February 28 2021
Felix Culpa
Ash Wednesday was only just over a week ago, and the faithful will, I know, have all been thinking in terms of past faults, asking forgiveness and resolving to do better in future.
Mea Culpa is the Latin tag by which such petitions are often known, it means the fault is mine own. But there is another Latin tag which expresses another side of the coin, Felix Culpa, which broadly means a happy accident, or that it is sometimes the case that good can directly arise out of misfortune.

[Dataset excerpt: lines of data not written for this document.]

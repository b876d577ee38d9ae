//! Storage error types.

use {bulkwa_common::InvalidRecord, thiserror::Error};

/// Errors that can occur during storage operations.
#[derive(Debug, Error)]
pub enum StoreError {
    #[error("database error: {0}")]
    Database(#[from] sqlx::Error),

    #[error("migration error: {0}")]
    Migrate(#[from] sqlx::migrate::MigrateError),

    #[error("serialization error: {0}")]
    Serialization(#[from] serde_json::Error),

    #[error(transparent)]
    InvalidRecord(#[from] InvalidRecord),

    #[error("{entity} not found: {id}")]
    NotFound { entity: &'static str, id: String },

    #[error("{entity} already exists: {id}")]
    Conflict { entity: &'static str, id: String },

    #[error("store unavailable: {0}")]
    Unavailable(String),
}

impl StoreError {
    pub fn campaign_not_found(id: impl Into<String>) -> Self {
        Self::NotFound {
            entity: "campaign",
            id: id.into(),
        }
    }
}

impl StoreError {
    pub fn campaign_exists(id: impl Into<String>) -> Self {
        Self::Conflict {
            entity: "campaign",
            id: id.into(),
        }
    }
}

pub type StoreResult<T> = Result<T, StoreError>;
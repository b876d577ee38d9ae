//! Metrics facade for bulkwa.
//!
//! Crates record through the re-exported `metrics` macros using the names in
//! [`names`]. Without an installed recorder every call is a no-op; the binary
//! installs the Prometheus recorder when built with the `prometheus` feature.

pub use metrics::{counter, gauge, histogram};

#[cfg(feature = "prometheus")]
pub use metrics_exporter_prometheus::PrometheusHandle;

pub mod names {
    pub mod sessions {
        /// Pairing attempts started through `create_session`.
        pub const CREATED: &str = "bulkwa_sessions_created_total";
        pub const RECONNECTS: &str = "bulkwa_session_reconnects_total";
        pub const LOGGED_OUT: &str = "bulkwa_sessions_logged_out_total";
        /// Registry entries, updated on every insert and removal.
        pub const ACTIVE: &str = "bulkwa_sessions_active";
    }

    pub mod messages {
        pub const SENT: &str = "bulkwa_messages_sent_total";
        pub const FAILED: &str = "bulkwa_messages_failed_total";
        pub const SEND_DURATION: &str = "bulkwa_message_send_duration_seconds";
    }

    pub mod campaigns {
        pub const STARTED: &str = "bulkwa_campaigns_started_total";
        pub const COMPLETED: &str = "bulkwa_campaigns_completed_total";
        pub const FAILED: &str = "bulkwa_campaigns_failed_total";
    }
}

/// Install the global Prometheus recorder and return the handle used to
/// render the scrape output.
#[cfg(feature = "prometheus")]
pub fn install_prometheus() -> anyhow::Result<PrometheusHandle> {
    metrics_exporter_prometheus::PrometheusBuilder::new()
        .install_recorder()
        .map_err(|e| anyhow::anyhow!("failed to install prometheus recorder: {e}"))
}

This is a point I would like to remind anyone of who has been literally or metaphorically beating themselves up over past failings or disasters. It is always completely beyond human foresight to be able to say how events are going to unfold, particularly following upon some catastrophe or other. It is how the world is made and how we are made.
We’ve bad dreams
so dreams can come true,
we have hearts
for heartbreak,
we have anger and hate,
we have love
to make lovers rue.
We have hope
to make us despair,
and our souls prophecy,
and tears are for eyes,
we are human
in order to err.
The ancient Greeks liked to personify their experience of existence in terms of the gods, in order to understand it. They created a pantheon to explain the otherwise chaotic and random nature of events.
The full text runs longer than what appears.